In Michigan and Mississippi, Donald Trump performed. He didn’t underperform or overperform. He got the votes that many anticipated he would get and beat Ted Cruz by good margins. Some will spin Cruz’s 2nd place finish in Michigan as a victory and winning Idaho was a nice consolation prize, but the bottom line is that Tuesday was a good night for Trump because he performed as expected. As long as John Kasich and Marco Rubio stay in the race, all Trump has to do is perform as expected and he will be the GOP nominee for President.
In other words, Trump can be mediocre and still have nothing but great nights ahead.
Kasich, despite all of his calls for hitting his home turf and thinking that an open convention would be fun, is playing for the VP spot.
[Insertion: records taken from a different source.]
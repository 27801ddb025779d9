//! Environment-driven configuration
//!
//! Every setting has a default; `.env` loading happens in the binary before
//! [`Config::from_env`] is called.

use crate::chunker::{ChunkStrategy, ChunkingConfig};
use crate::retriever::RetrievalConfig;
use std::str::FromStr;

const DEFAULT_OLLAMA_HOST: &str = "http://127.0.0.1:11434";

#[derive(Debug, Clone, Copy, PartialEq, Eq)]
pub enum EmbeddingBackend {
    Ollama,
    OpenAI,
}

#[derive(Debug, Clone, PartialEq)]
pub struct EmbeddingConfig {
    pub provider: EmbeddingBackend,
    pub model: String,
    pub ollama_host: String,
    pub openai_api_key: Option<String>,
}

impl Default for EmbeddingConfig {
    fn default() -> Self {
        Self {
            provider: EmbeddingBackend::Ollama,
            model: "nomic-embed-text".to_string(),
            ollama_host: DEFAULT_OLLAMA_HOST.to_string(),
            openai_api_key: None,
        }
    }
}

/// Answer generation settings
#[derive(Debug, Clone, PartialEq)]
pub struct LlmConfig {
    pub model: String,
    pub host: String,
    pub temperature: f32,
    pub max_tokens: usize,
}

impl Default for LlmConfig {
    fn default() -> Self {
        Self {
            model: "qwen2.5:3b".to_string(),
            host: DEFAULT_OLLAMA_HOST.to_string(),
            temperature: 0.1,
            max_tokens: 2000,
        }
    }
}

#[derive(Debug, Clone, PartialEq)]
pub struct Config {
    pub embedding: EmbeddingConfig,
    pub milvus_address: String,
    pub chunking: ChunkingConfig,
    pub retrieval: RetrievalConfig,
    pub llm: LlmConfig,
}

impl Default for Config {
    fn default() -> Self {
        Self {
            embedding: EmbeddingConfig::default(),
            milvus_address: "http://127.0.0.1:19530".to_string(),
            chunking: ChunkingConfig::default(),
            retrieval: RetrievalConfig::default(),
            llm: LlmConfig::default(),
        }
    }
}

impl Config {
    pub fn from_env() -> Self {
        Self::from_lookup(|key| std::env::var(key).ok())
    }

    /// Build from an arbitrary key lookup; unset keys keep their defaults
    pub fn from_lookup<F>(lookup: F) -> Self
    where
        F: Fn(&str) -> Option<String>,
    {
        let get = |key: &str| lookup(key).map(|v| v.trim().to_string()).filter(|v| !v.is_empty());
        let mut config = Self::default();

        if let Some(provider) = get("EMBEDDING_PROVIDER") {
            match provider.to_lowercase().as_str() {
                "ollama" => config.embedding.provider = EmbeddingBackend::Ollama,
                "openai" => config.embedding.provider = EmbeddingBackend::OpenAI,
                other => tracing::warn!("Unknown EMBEDDING_PROVIDER {:?}, using ollama", other),
            }
        }
        if let Some(model) = get("EMBEDDING_MODEL") {
            config.embedding.model = model;
        }
        if let Some(host) = get("OLLAMA_HOST") {
            config.embedding.ollama_host = host.clone();
            config.llm.host = host;
        }
        config.embedding.openai_api_key = get("OPENAI_API_KEY");
        if let Some(address) = get("MILVUS_ADDRESS") {
            config.milvus_address = address;
        }

        if let Some(strategy) = get("CHUNK_STRATEGY") {
            match ChunkStrategy::from_str(&strategy) {
                Ok(strategy) => config.chunking.strategy = strategy,
                Err(e) => tracing::warn!("{}, using {}", e, config.chunking.strategy),
            }
        }
        parse_into(&get, "MAX_CHUNK_TOKENS", &mut config.chunking.max_chunk_tokens);
        parse_into(&get, "CHUNK_OVERLAP_TOKENS", &mut config.chunking.overlap_tokens);

        parse_into(&get, "RETRIEVAL_TOP_K", &mut config.retrieval.top_k);
        parse_into(&get, "SIMILARITY_THRESHOLD", &mut config.retrieval.similarity_threshold);
        parse_into(&get, "MAX_CONTEXT_TOKENS", &mut config.retrieval.max_context_tokens);

        if let Some(model) = get("LLM_MODEL") {
            config.llm.model = model;
        }
        parse_into(&get, "LLM_TEMPERATURE", &mut config.llm.temperature);
        parse_into(&get, "LLM_MAX_TOKENS", &mut config.llm.max_tokens);

        config
    }
}

fn parse_into<T, G>(get: &G, key: &str, slot: &mut T)
where
    T: FromStr + std::fmt::Display,
    G: Fn(&str) -> Option<String>,
{
    let Some(raw) = get(key) else {
        return;
    };
    match raw.parse::<T>() {
        Ok(value) => *slot = value,
        Err(_) => tracing::warn!("Invalid {}={:?}, using default {}", key, raw, slot),
    }
}

#[cfg(test)]
mod tests {
    use super::*;
    use std::collections::HashMap;

    fn config_from(pairs: &[(&str, &str)]) -> Config {
        let vars: HashMap<String, String> = pairs
            .iter()
            .map(|(k, v)| (k.to_string(), v.to_string()))
            .collect();
        Config::from_lookup(|key| vars.get(key).cloned())
    }

    #[test]
    fn test_defaults() {
        let config = config_from(&[]);
        assert_eq!(config, Config::default());
        assert_eq!(config.chunking.strategy, ChunkStrategy::Function);
        assert_eq!(config.chunking.max_chunk_tokens, 1000);
        assert_eq!(config.retrieval.top_k, 5);
        assert_eq!(config.retrieval.max_context_tokens, 4000);
        assert_eq!(config.embedding.provider, EmbeddingBackend::Ollama);
        assert_eq!(config.llm.model, "qwen2.5:3b");
    }

    #[test]
    fn test_overrides() {
        let config = config_from(&[
            ("EMBEDDING_PROVIDER", "OpenAI"),
            ("OPENAI_API_KEY", "sk-test"),
            ("OLLAMA_HOST", "http://gpu-box:11434"),
            ("CHUNK_STRATEGY", "sliding"),
            ("MAX_CHUNK_TOKENS", "512"),
            ("SIMILARITY_THRESHOLD", "0.35"),
            ("LLM_MAX_TOKENS", "800"),
        ]);
        assert_eq!(config.embedding.provider, EmbeddingBackend::OpenAI);
        assert_eq!(config.embedding.openai_api_key.as_deref(), Some("sk-test"));
        assert_eq!(config.llm.host, "http://gpu-box:11434");
        assert_eq!(config.chunking.strategy, ChunkStrategy::Sliding);
        assert_eq!(config.chunking.max_chunk_tokens, 512);
        assert!((config.retrieval.similarity_threshold - 0.35).abs() < 1e-6);
        assert_eq!(config.llm.max_tokens, 800);
    }

    #[test]
    fn test_bad_values_keep_defaults() {
        let config = config_from(&[
            ("MAX_CHUNK_TOKENS", "lots"),
            ("RETRIEVAL_TOP_K", "-3"),
            ("CHUNK_STRATEGY", "paragraph"),
            ("EMBEDDING_PROVIDER", "bert"),
            ("OPENAI_API_KEY", "  "),
        ]);
        assert_eq!(config.chunking.max_chunk_tokens, 1000);
        assert_eq!(config.retrieval.top_k, 5);
        assert_eq!(config.chunking.strategy, ChunkStrategy::Function);
        assert_eq!(config.embedding.provider, EmbeddingBackend::Ollama);
        assert_eq!(config.embedding.openai_api_key, None);
    }
}
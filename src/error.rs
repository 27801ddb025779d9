use thiserror::Error;

/// Result type for chunking, retrieval and context assembly
pub type Result<T> = std::result::Result<T, Error>;

/// Errors surfaced by the core.
///
/// Skip conditions (unreadable files, unparseable sources, empty collections)
/// are not errors and never show up here.
#[derive(Error, Debug)]
pub enum Error {
    /// Retrieval was attempted before a collection was bound
    #[error("No target collection set. Call set_collection() first.")]
    NoTargetCollection,

    /// A token budget of zero was passed in
    #[error("Invalid budget for {what}: must be greater than zero")]
    InvalidBudget { what: &'static str },

    #[error("Unknown chunking strategy: {0}")]
    UnknownStrategy(String),

    #[error("Unknown chunk type: {0}")]
    UnknownChunkType(String),

    /// Embedding provider or vector store failure, passed through untouched
    #[error(transparent)]
    Collaborator(#[from] anyhow::Error),
}

impl Error {
    pub fn invalid_budget(what: &'static str) -> Self {
        Self::InvalidBudget { what }
    }
}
He’d like to be Cruz’s VP but he’ll take Trump’s as well as long as Chris Christie doesn’t have it locked up (which he probably doesn’t). His argument is that if he can win Ohio, he can deliver Ohio in the general election.
Rubio seems to be lost in a death spiral which is unfortunate because he really is the future of the party. He could be Cruz’s VP if they can somehow wipe away the bad blood between them. He could go into the private sector and spend the next 3-7 years honing his skills, making even more connections, and preparing himself to have a Romneyesque return to the Presidential nomination spotlight. His talents are unquestionable and he’s young enough to be a future President. Unfortunately, winning Florida will probably not mean that he’ll drop out. He’ll have a license to stay in it to the end.
This is where it gets stupid. Their personal paths are aligned with Trump’s path to the nomination. When Trump called for Rubio to drop out after big losses on Saturday, it was a bluff. Trump can lock up the nomination next Tuesday by winning Ohio, Florida, or both because it will demonstrate strength over his competitors on their home turf, something Trump has not been able to do so far. The opposite narrative does not apply. If Trump loses to Kasich in Ohio and Rubio in Florida, it won’t damage Trump at all. The fact that he gave them a good run for their money will allow him to shrug off those losses and ridicule both for having to spend money and campaign just to keep their home states from falling.
If, however, both Kasich and Rubio can overcome denial and leave the race now, Trump’s victories in the two states can be mitigated by the surge it would create for Cruz.
The longer that Kasich and Rubio stay in the race and play spoiler against Cruz, the more likely it is that Trump is the nominee. Neither Kasich nor Rubio has a path to the nomination even with an open convention unless the RNC makes a decree that would fracture the party completely.